WHAT IS NEEDED
Set the data down once more, in full and exactly.

== EXERCISE INPUT

//! Account identity as seen by clients.

use serde::{Deserialize, Serialize};
use thiserror::Error;

use crate::types::{Email, UserId, UserRole};

/// Longest accepted display name.
pub const MAX_NAME_LENGTH: usize = 100;

/// Public profile of a signed-in user. This is what clients persist under
/// the `user` key.
#[derive(Debug, Clone, PartialEq, Eq, Serialize, Deserialize)]
pub struct UserProfile {
    pub id: UserId,
    pub name: String,
    pub email: Email,
    #[serde(default, skip_serializing_if = "Option::is_none")]
    pub phone: Option<String>,
    #[serde(default)]
    pub role: UserRole,
}

/// Who the client is acting as.
#[derive(Debug, Clone, PartialEq, Eq, Default)]
pub enum Identity {
    #[default]
    Guest,
    Authenticated(UserProfile),
}

impl Identity {
    #[must_use]
    pub const fn is_authenticated(&self) -> bool {
        matches!(self, Self::Authenticated(_))
    }

    #[must_use]
    pub const fn user_id(&self) -> Option<UserId> {
        match self {
            Self::Guest => None,
            Self::Authenticated(profile) => Some(profile.id),
        }
    }

    #[must_use]
    pub const fn profile(&self) -> Option<&UserProfile> {
        match self {
            Self::Guest => None,
            Self::Authenticated(profile) => Some(profile),
        }
    }
}

#[derive(Debug, Clone, PartialEq, Eq, Error)]
pub enum ProfileError {
    #[error("name cannot be blank")]
    BlankName,
    #[error("name must be at most {MAX_NAME_LENGTH} characters")]
    NameTooLong,
}

/// `PUT /auth/profile`. Absent fields keep their current value; a blank
/// phone clears it.
#[derive(Debug, Clone, Default, PartialEq, Eq, Serialize, Deserialize)]
pub struct ProfileUpdate {
    #[serde(default, skip_serializing_if = "Option::is_none")]
    pub name: Option<String>,
    #[serde(default, skip_serializing_if = "Option::is_none")]
    pub phone: Option<String>,
}

impl ProfileUpdate {
    /// Trim the fields and check the name.
    ///
    /// # Errors
    ///
    /// Returns a [`ProfileError`] for a blank or overlong name.
    pub fn validated(self) -> Result<Self, ProfileError> {
        let name = match self.name {
            Some(name) => {
                let name = name.trim();
                if name.is_empty() {
                    return Err(ProfileError::BlankName);
                }
                if name.chars().count() > MAX_NAME_LENGTH {
                    return Err(ProfileError::NameTooLong);
                }
                Some(name.to_owned())
            }
            None => None,
        };
        Ok(Self {
            name,
            phone: self.phone.map(|p| p.trim().to_owned()),
        })
    }

    /// Apply the update to `profile`.
    pub fn apply(self, profile: &mut UserProfile) {
        if let Some(name) = self.name {
            profile.name = name;
        }
        if let Some(phone) = self.phone {
            profile.phone = (!phone.is_empty()).then_some(phone);
        }
    }
}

====

ANSWER SPACE
//! Account identity as seen by clients.

use serde::{Deserialize, Serialize};
use thiserror::Error;

use crate::types::{Email, UserId, UserRole};

/// Longest accepted display name.
pub const MAX_NAME_LENGTH: usize = 100;

/// Public profile of a signed-in user. This is what clients persist under
/// the `user` key.
#[derive(Debug, Clone, PartialEq, Eq, Serialize, Deserialize)]
pub struct UserProfile {
    pub id: UserId,
    pub name: String,
    pub email: Email,
    #[serde(default, skip_serializing_if = "Option::is_none")]
    pub phone: Option<String>,
    #[serde(default)]
    pub role: UserRole,
}

/// Who the client is acting as.
#[derive(Debug, Clone, PartialEq, Eq, Default)]
pub enum Identity {
    #[default]
    Guest,
    Authenticated(UserProfile),
}

impl Identity {
    #[must_use]
    pub const fn is_authenticated(&self) -> bool {
        matches!(self, Self::Authenticated(_))
    }

    #[must_use]
    pub const fn user_id(&self) -> Option<UserId> {
        match self {
            Self::Guest => None,
            Self::Authenticated(profile) => Some(profile.id),
        }
    }

    #[must_use]
    pub const fn profile(&self) -> Option<&UserProfile> {
        match self {
            Self::Guest => None,
            Self::Authenticated(profile) => Some(profile),
        }
    }
}

#[derive(Debug, Clone, PartialEq, Eq, Error)]
pub enum ProfileError {
    #[error("name cannot be blank")]
    BlankName,
    #[error("name must be at most {MAX_NAME_LENGTH} characters")]
    NameTooLong,
}

/// `PUT /auth/profile`. Absent fields keep their current value; a blank
/// phone clears it.
#[derive(Debug, Clone, Default, PartialEq, Eq, Serialize, Deserialize)]
pub struct ProfileUpdate {
    #[serde(default, skip_serializing_if = "Option::is_none")]
    pub name: Option<String>,
    #[serde(default, skip_serializing_if = "Option::is_none")]
    pub phone: Option<String>,
}

impl ProfileUpdate {
    /// Trim the fields and check the name.
    ///
    /// # Errors
    ///
    /// Returns a [`ProfileError`] for a blank or overlong name.
    pub fn validated(self) -> Result<Self, ProfileError> {
        let name = match self.name {
            Some(name) => {
                let name = name.trim();
                if name.is_empty() {
                    return Err(ProfileError::BlankName);
                }
                if name.chars().count() > MAX_NAME_LENGTH {
                    return Err(ProfileError::NameTooLong);
                }
                Some(name.to_owned())
            }
            None => None,
        };
        Ok(Self {
            name,
            phone: self.phone.map(|p| p.trim().to_owned()),
        })
    }

    /// Apply the update to `profile`.
    pub fn apply(self, profile: &mut UserProfile) {
        if let Some(name) = self.name {
            profile.name = name;
        }
        if let Some(phone) = self.phone {
            profile.phone = (!phone.is_empty()).then_some(phone);
        }
    }
}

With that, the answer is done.